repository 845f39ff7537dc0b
//! co2viz: interactive charts of national CO2 emissions
//!
//! Loads the Our World in Data CO2 dataset (or a small embedded sample when
//! it cannot be fetched), drops incomplete rows and aggregate regions, then
//! shows three Plotly charts:
//! 1. Annual emissions over time for a handful of major emitters
//! 2. Top emitters by cumulative emissions
//! 3. An animated world map of annual emissions per year

use anyhow::Result;
use clap::Parser;
use log::{info, warn};
use std::path::PathBuf;

mod chart;
mod clean;
mod config;
mod dataset;
mod display;
mod source;
mod views;

use crate::config::Config;
use crate::dataset::Origin;
use crate::display::Display;

/// Show interactive charts of national CO2 emissions
#[derive(Parser, Debug)]
#[command(name = "co2viz")]
#[command(version)]
#[command(about = "Fetch the OWID CO2 dataset, clean it and show line, bar and map charts")]
struct Cli {
    /// YAML configuration file (all settings optional)
    #[arg(short, long)]
    config: Option<PathBuf>,

    /// Dataset URL or local CSV path (overrides the config file)
    #[arg(short, long)]
    url: Option<String>,

    /// Write the charts as HTML files into this directory instead of
    /// opening them in the browser
    #[arg(short, long)]
    output_dir: Option<PathBuf>,

    /// Verbose output
    #[arg(short, long)]
    verbose: bool,
}

fn main() -> Result<()> {
    let cli = Cli::parse();

    // Initialize logging
    let log_level = if cli.verbose { "debug" } else { "info" };
    env_logger::Builder::from_env(env_logger::Env::default().default_filter_or(log_level))
        .target(env_logger::Target::Stdout)
        .init();

    info!("co2viz v{}", env!("CARGO_PKG_VERSION"));

    let mut config = Config::load(cli.config.as_deref())?;
    if let Some(url) = cli.url {
        config.source.url = url;
    }
    config.validate()?;

    let display = match cli.output_dir {
        Some(dir) => Display::Directory(dir),
        None => Display::Browser,
    };

    run(&config, &display)
}

/// load → clean → three independent charts
fn run(config: &Config, display: &Display) -> Result<()> {
    // === 1. Load ===
    let source = source::source_for(&config.source.url)?;
    let dataset = source::load_with_fallback(source.as_ref())?;
    match &dataset.origin {
        Origin::Fetched { location } => info!("Loaded {} rows from {}", dataset.len(), location),
        Origin::Fallback => warn!("Charts are drawn from the embedded sample, not the real dataset"),
    }

    // === 2. Clean ===
    let table = clean::clean(&dataset, &config.cleaning.exclude);
    if table.is_empty() {
        warn!("No rows left after cleaning, charts will be empty");
    }

    // === 3. Charts ===
    let line_rows = views::line_view(&table, &config.charts.line_countries);
    info!("Line chart: {} rows", line_rows.len());
    display.show(&chart::line_chart(&line_rows), "line")?;

    let totals = views::top_emitters(&table, config.charts.top_n);
    if let Some(top) = totals.first() {
        info!(
            "Bar chart: {} countries, top emitter {} ({:.1} Mt)",
            totals.len(),
            top.country,
            top.co2
        );
    }
    display.show(&chart::bar_chart(&totals, config.charts.top_n), "bar")?;

    let map_rows = views::map_view(&table, config.charts.map_start_year);
    info!(
        "Map: {} rows from {} onwards",
        map_rows.len(),
        config.charts.map_start_year
    );
    display.show(&chart::choropleth_map(&map_rows), "map")?;

    info!("Done!");
    Ok(())
}

#[cfg(test)]
mod tests {
    use super::*;

    #[test]
    fn test_run_writes_all_charts_from_fallback() {
        let dir = tempfile::tempdir().unwrap();
        let mut config = Config::default();
        config.source.url = "/nonexistent/owid-co2-data.csv".to_string();

        run(&config, &Display::Directory(dir.path().to_path_buf())).unwrap();

        for name in ["line", "bar", "map"] {
            let html = std::fs::read_to_string(dir.path().join(format!("{}.html", name))).unwrap();
            assert!(html.contains("Plotly.newPlot"));
        }

        let bar = std::fs::read_to_string(dir.path().join("bar.html")).unwrap();
        assert!(bar.contains("\"x\":[\"China\",\"USA\",\"India\"]"));
    }

    #[test]
    fn test_cli_parses() {
        let cli = Cli::parse_from(["co2viz", "-u", "data.csv", "-o", "out", "-v"]);
        assert_eq!(cli.url.as_deref(), Some("data.csv"));
        assert_eq!(cli.output_dir, Some(PathBuf::from("out")));
        assert!(cli.verbose);
        assert!(cli.config.is_none());
    }
}
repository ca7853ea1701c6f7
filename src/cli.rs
use crate::services::tree::DEFAULT_MAX_LEVEL;
use clap::Parser;
use std::path::PathBuf;

/// Print a directory tree, limited to a maximum depth.
#[derive(Parser, Debug)]
#[command(name = "dirtree")]
#[command(version)]
#[command(about, long_about = None)]
pub struct Cli {
    /// Directory to start from
    #[arg(value_name = "PATH", default_value = ".")]
    pub path: PathBuf,

    /// Maximum depth to descend (1 = direct children only)
    #[arg(short = 'L', long = "level", default_value_t = DEFAULT_MAX_LEVEL)]
    pub max_level: u32,
}
pub mod file_entry;
use anyhow::{Context, Result};
use clap::Parser;
use dirtree::cli::Cli;
use dirtree::core::telemetry::logging::init_logging;
use dirtree::services::tree::{banner, TreeRenderer};
use std::io::{self, BufWriter, Write};

fn main() -> Result<()> {
    init_logging();
    let cli = Cli::parse();
    tracing::debug!(path = %cli.path.display(), max_level = cli.max_level, "starting");

    let stdout = io::stdout();
    let mut out = BufWriter::new(stdout.lock());
    writeln!(out, "{}\n", banner(cli.max_level))?;

    let result = TreeRenderer::new(cli.max_level).render(&cli.path, &mut out);
    // Whatever was printed before a failure stays visible.
    out.flush()?;
    result.with_context(|| format!("failed to render tree for {}", cli.path.display()))?;
    Ok(())
}
pub mod errors;
pub mod telemetry;
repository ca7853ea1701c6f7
pub mod listing;
pub mod cli;
pub mod core;
pub mod models;
pub mod services;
:::::
→ **REQUIREMENT**
Return all lines of the material above in which the word "interactive" occurs.

→ **RESPONSE AREA**
//! co2viz: interactive charts of national CO2 emissions
/// Show interactive charts of national CO2 emissions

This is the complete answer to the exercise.